1/   Ainsi fut fait. Devant nous, grand-mère se tint assise, le dos calé entre deux oreillers. Elle ne paraissait pas souffrir, alors que je l’ai su depuis, cette fin est l’une des plus douloureuses. Aucun hoquet. Pas un gémissement. On ne donne pas ce spectacle à des enfants qui doivent emporter de vous dans la vie le souvenir ineffaçable d’une agonie en forme d’image d’Epinal. Elle nous fit mettre à genoux, se donna beaucoup de peine pour soulever la main droite et, à tour de rôle, nous la posa sur le front, en commençant par mon frère, l’aîné.

   « Que Dieu vous garde, mes enfants ! »

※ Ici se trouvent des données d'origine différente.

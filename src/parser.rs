//! Parser for raw `<count> <timestamp>` records.

use crate::dataset::Entry;
use crate::error::{Result, TrafficError};
use crate::timestamp::parse_datetime;

/// Decodes one raw record line into an [`Entry`].
///
/// `line_number` is 1-based and only used for error reporting.
///
/// # Errors
///
/// Returns [`TrafficError::MalformedRecord`] if the line does not hold exactly
/// two whitespace-separated tokens, if the count is not a decimal non-negative
/// integer, or if the timestamp fails to parse.
pub fn parse_record(line_number: usize, line: &str) -> Result<Entry> {
    let malformed = |reason: String| TrafficError::MalformedRecord {
        line_number,
        line: line.to_string(),
        reason,
    };

    let tokens: Vec<&str> = line.split_whitespace().collect();
    let [count, timestamp] = tokens.as_slice() else {
        return Err(malformed(format!(
            "expected 2 whitespace-separated tokens, found {}",
            tokens.len()
        )));
    };

    let Some(count) = parse_count(count) else {
        return Err(malformed(format!("invalid count {count:?}")));
    };
    let datetime = parse_datetime(timestamp).map_err(|e| malformed(e.to_string()))?;

    Ok(Entry::from_datetime(count, datetime))
}

/// Counts are per half hour, so `u32` is ample and keeps every `u64` sum
/// over a dataset from overflowing.
///
/// `u32::from_str` also takes a leading `+`, which the record grammar does not.
fn parse_count(token: &str) -> Option<u32> {
    if token.is_empty() || !token.bytes().all(|b| b.is_ascii_digit()) {
        return None;
    }
    token.parse().ok()
}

   Ce fut tout. Il ne fallait pas trop présumer de ses forces. Nous nous retirâmes à reculons, comme devant un roi. Et, aujourd’hui, à plus de vingt ans de distance, encore remué jusqu’au fond du cœur, je persiste à croire que cet hommage lui était dû. Grand-mère !... Ah ! Certes, elle n’avait pas le profil populaire de l’emploi, ni le baiser facile, ni le bonbon à la main. Mais jamais je n’ai entendu sonner de toux plus sincère, quand son émotion se grattait la gorge pour ne pas faiblir devant nos effusions. Jamais je n’ai revu ce port de tête inflexible, mais tout de suite cassé à l’annonce d’un 37°5. Grand-mère, avec son chignon blanc mordu d’écaille, elle aura été ppour nous l’inconnue dont on ne parlait point, bien qu’on priât officiellement pour elle deux fois par jour, elle aura été et restera la précédente, l’ennemie parfaite comme une légende, à qui l’on ne peut rien reprocher ni rien soustraire, même pas, et surtout pas, sa mort.

   Grand-mère mourut. Ma mère parut.

   Et ce récit devient drame.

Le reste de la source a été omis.